→ What the task requires: Copy all of the records below verbatim.
START Input
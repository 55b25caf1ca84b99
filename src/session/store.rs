//! Session-scoped cache for template VM descriptors.
//!
//! The store is injected, never ambient, so hosts can back it with
//! whatever survives their UI lifecycle. Entries are keyed by user and
//! session kind; opening a session purges every other user's entries so a
//! principal change on the same host never leaks another account's
//! descriptor.

use async_trait::async_trait;
use dashmap::DashMap;

/// Keyed session cache.
#[async_trait]
pub trait SessionStore: Send + Sync {
    async fn get(&self, user_id: &str, kind: &str) -> Option<serde_json::Value>;
    async fn set(&self, user_id: &str, kind: &str, value: serde_json::Value);
    async fn clear(&self, user_id: &str, kind: &str);
    /// Remove every entry belonging to any other user, all kinds.
    async fn purge_other_users(&self, keep_user_id: &str);
}

/// Process-local store used by default and in tests.
#[derive(Default)]
pub struct MemorySessionStore {
    entries: DashMap<(String, String), serde_json::Value>,
}

impl MemorySessionStore {
    pub fn new() -> Self {
        Self::default()
    }
}

#[async_trait]
impl SessionStore for MemorySessionStore {
    async fn get(&self, user_id: &str, kind: &str) -> Option<serde_json::Value> {
        self.entries
            .get(&(user_id.to_string(), kind.to_string()))
            .map(|entry| entry.value().clone())
    }

    async fn set(&self, user_id: &str, kind: &str, value: serde_json::Value) {
        self.entries
            .insert((user_id.to_string(), kind.to_string()), value);
    }

    async fn clear(&self, user_id: &str, kind: &str) {
        self.entries
            .remove(&(user_id.to_string(), kind.to_string()));
    }

    async fn purge_other_users(&self, keep_user_id: &str) {
        self.entries.retain(|(user, _), _| user == keep_user_id);
    }
}

#[cfg(test)]
mod tests {
    use super::*;
    use serde_json::json;

    #[tokio::test]
    async fn test_set_get_clear_round_trip() {
        let store = MemorySessionStore::new();
        store.set("dana", "template-vm", json!({"id": "vm-1"})).await;

        assert_eq!(
            store.get("dana", "template-vm").await,
            Some(json!({"id": "vm-1"}))
        );
        assert_eq!(store.get("dana", "other").await, None);

        store.clear("dana", "template-vm").await;
        assert_eq!(store.get("dana", "template-vm").await, None);
    }

    #[tokio::test]
    async fn test_purge_keeps_only_the_given_user() {
        let store = MemorySessionStore::new();
        store.set("dana", "template-vm", json!(1)).await;
        store.set("dana", "drafts", json!(2)).await;
        store.set("omer", "template-vm", json!(3)).await;
        store.set("omer", "drafts", json!(4)).await;

        store.purge_other_users("dana").await;

        assert!(store.get("dana", "template-vm").await.is_some());
        assert!(store.get("dana", "drafts").await.is_some());
        assert!(store.get("omer", "template-vm").await.is_none());
        assert!(store.get("omer", "drafts").await.is_none());
    }
}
END Input
→ Answer:
repository 55b25caf1ca84b99
filename src/session/store.rs
//! Session-scoped cache for template VM descriptors.
//!
//! The store is injected, never ambient, so hosts can back it with
//! whatever survives their UI lifecycle. Entries are keyed by user and
//! session kind; opening a session purges every other user's entries so a
//! principal change on the same host never leaks another account's
//! descriptor.

use async_trait::async_trait;
use dashmap::DashMap;

/// Keyed session cache.
#[async_trait]
pub trait SessionStore: Send + Sync {
    async fn get(&self, user_id: &str, kind: &str) -> Option<serde_json::Value>;
    async fn set(&self, user_id: &str, kind: &str, value: serde_json::Value);
    async fn clear(&self, user_id: &str, kind: &str);
    /// Remove every entry belonging to any other user, all kinds.
    async fn purge_other_users(&self, keep_user_id: &str);
}

/// Process-local store used by default and in tests.
#[derive(Default)]
pub struct MemorySessionStore {
    entries: DashMap<(String, String), serde_json::Value>,
}

impl MemorySessionStore {
    pub fn new() -> Self {
        Self::default()
    }
}

#[async_trait]
impl SessionStore for MemorySessionStore {
    async fn get(&self, user_id: &str, kind: &str) -> Option<serde_json::Value> {
        self.entries
            .get(&(user_id.to_string(), kind.to_string()))
            .map(|entry| entry.value().clone())
    }

    async fn set(&self, user_id: &str, kind: &str, value: serde_json::Value) {
        self.entries
            .insert((user_id.to_string(), kind.to_string()), value);
    }

    async fn clear(&self, user_id: &str, kind: &str) {
        self.entries
            .remove(&(user_id.to_string(), kind.to_string()));
    }

    async fn purge_other_users(&self, keep_user_id: &str) {
        self.entries.retain(|(user, _), _| user == keep_user_id);
    }
}

#[cfg(test)]
mod tests {
    use super::*;
    use serde_json::json;

    #[tokio::test]
    async fn test_set_get_clear_round_trip() {
        let store = MemorySessionStore::new();
        store.set("dana", "template-vm", json!({"id": "vm-1"})).await;

        assert_eq!(
            store.get("dana", "template-vm").await,
            Some(json!({"id": "vm-1"}))
        );
        assert_eq!(store.get("dana", "other").await, None);

        store.clear("dana", "template-vm").await;
        assert_eq!(store.get("dana", "template-vm").await, None);
    }

    #[tokio::test]
    async fn test_purge_keeps_only_the_given_user() {
        let store = MemorySessionStore::new();
        store.set("dana", "template-vm", json!(1)).await;
        store.set("dana", "drafts", json!(2)).await;
        store.set("omer", "template-vm", json!(3)).await;
        store.set("omer", "drafts", json!(4)).await;

        store.purge_other_users("dana").await;

        assert!(store.get("dana", "template-vm").await.is_some());
        assert!(store.get("dana", "drafts").await.is_some());
        assert!(store.get("omer", "template-vm").await.is_none());
        assert!(store.get("omer", "drafts").await.is_none());
    }
}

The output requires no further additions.